▶ [Task item]
For the listing that follows, report how many lines contain the string "handlers", giving the number alone.

▶ [Records supplied]
══════
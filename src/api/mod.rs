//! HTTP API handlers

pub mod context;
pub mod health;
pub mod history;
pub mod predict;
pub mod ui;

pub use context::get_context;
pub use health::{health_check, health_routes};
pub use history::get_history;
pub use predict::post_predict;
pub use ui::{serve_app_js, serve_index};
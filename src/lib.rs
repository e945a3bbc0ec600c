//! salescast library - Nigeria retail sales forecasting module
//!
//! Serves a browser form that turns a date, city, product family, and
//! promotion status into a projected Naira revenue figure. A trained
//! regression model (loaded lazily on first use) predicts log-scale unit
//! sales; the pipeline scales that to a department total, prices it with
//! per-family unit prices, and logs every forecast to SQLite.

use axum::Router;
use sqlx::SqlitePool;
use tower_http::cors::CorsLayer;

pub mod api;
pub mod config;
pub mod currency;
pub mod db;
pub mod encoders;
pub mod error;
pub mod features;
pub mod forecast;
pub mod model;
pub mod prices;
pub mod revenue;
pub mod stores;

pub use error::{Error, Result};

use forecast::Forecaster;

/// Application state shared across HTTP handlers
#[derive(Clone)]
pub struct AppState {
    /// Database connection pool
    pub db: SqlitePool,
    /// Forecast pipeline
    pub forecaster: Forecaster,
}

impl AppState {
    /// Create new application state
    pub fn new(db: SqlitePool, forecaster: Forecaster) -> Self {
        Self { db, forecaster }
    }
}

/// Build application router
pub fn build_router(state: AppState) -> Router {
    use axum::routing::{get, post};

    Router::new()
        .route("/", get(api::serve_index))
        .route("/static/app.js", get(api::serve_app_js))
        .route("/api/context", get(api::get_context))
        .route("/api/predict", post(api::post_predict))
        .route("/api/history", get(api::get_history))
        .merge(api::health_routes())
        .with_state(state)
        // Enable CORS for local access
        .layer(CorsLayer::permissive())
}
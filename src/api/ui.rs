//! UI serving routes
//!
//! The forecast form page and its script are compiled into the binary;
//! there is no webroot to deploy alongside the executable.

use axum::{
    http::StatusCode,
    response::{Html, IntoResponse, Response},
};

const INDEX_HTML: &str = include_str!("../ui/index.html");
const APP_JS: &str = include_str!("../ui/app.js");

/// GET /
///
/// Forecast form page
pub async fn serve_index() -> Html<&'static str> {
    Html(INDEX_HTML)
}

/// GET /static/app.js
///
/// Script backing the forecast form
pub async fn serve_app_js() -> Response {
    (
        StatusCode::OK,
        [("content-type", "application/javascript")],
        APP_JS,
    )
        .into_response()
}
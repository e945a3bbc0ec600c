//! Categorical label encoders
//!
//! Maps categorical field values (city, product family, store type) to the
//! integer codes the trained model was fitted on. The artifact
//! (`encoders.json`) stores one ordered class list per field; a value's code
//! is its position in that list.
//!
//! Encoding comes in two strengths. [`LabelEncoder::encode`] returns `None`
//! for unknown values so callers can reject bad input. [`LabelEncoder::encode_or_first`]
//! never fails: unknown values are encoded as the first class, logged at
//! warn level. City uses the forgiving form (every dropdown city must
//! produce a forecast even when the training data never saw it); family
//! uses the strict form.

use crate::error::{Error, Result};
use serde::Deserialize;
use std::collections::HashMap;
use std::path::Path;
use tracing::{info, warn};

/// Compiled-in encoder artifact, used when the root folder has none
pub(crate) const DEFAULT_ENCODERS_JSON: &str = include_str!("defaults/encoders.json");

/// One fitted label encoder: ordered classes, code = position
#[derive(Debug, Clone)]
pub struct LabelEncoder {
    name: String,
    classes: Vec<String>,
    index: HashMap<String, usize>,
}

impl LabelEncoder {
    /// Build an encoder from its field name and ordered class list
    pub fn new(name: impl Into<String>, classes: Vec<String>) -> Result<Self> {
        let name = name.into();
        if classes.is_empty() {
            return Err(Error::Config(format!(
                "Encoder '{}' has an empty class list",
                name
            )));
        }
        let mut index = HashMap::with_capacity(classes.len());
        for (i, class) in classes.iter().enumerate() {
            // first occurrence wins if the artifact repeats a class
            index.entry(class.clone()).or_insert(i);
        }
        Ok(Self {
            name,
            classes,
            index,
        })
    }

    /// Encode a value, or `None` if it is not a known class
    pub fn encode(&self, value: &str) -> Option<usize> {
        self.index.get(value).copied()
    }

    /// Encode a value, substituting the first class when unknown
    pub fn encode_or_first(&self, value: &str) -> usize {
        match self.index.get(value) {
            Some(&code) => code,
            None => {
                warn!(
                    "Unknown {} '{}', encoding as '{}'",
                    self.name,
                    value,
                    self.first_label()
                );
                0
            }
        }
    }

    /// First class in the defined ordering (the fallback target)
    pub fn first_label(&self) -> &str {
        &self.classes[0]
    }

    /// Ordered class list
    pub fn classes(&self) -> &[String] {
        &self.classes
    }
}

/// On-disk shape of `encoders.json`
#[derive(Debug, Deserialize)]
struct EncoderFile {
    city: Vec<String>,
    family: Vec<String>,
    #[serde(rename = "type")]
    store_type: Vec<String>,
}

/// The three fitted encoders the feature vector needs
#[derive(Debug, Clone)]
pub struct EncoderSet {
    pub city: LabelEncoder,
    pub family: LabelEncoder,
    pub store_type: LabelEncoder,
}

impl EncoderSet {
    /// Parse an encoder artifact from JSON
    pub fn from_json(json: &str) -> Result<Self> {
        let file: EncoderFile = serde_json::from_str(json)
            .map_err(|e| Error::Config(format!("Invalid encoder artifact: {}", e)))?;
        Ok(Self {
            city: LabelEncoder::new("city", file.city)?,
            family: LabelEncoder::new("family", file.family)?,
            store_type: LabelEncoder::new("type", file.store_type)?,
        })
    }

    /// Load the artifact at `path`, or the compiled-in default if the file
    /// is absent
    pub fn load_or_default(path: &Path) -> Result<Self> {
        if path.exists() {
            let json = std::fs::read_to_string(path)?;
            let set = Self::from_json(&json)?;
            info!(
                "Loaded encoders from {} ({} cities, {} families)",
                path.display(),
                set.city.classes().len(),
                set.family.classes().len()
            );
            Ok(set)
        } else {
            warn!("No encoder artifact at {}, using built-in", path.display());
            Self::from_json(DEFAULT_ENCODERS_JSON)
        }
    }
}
══════
▶ [Response to this task]
2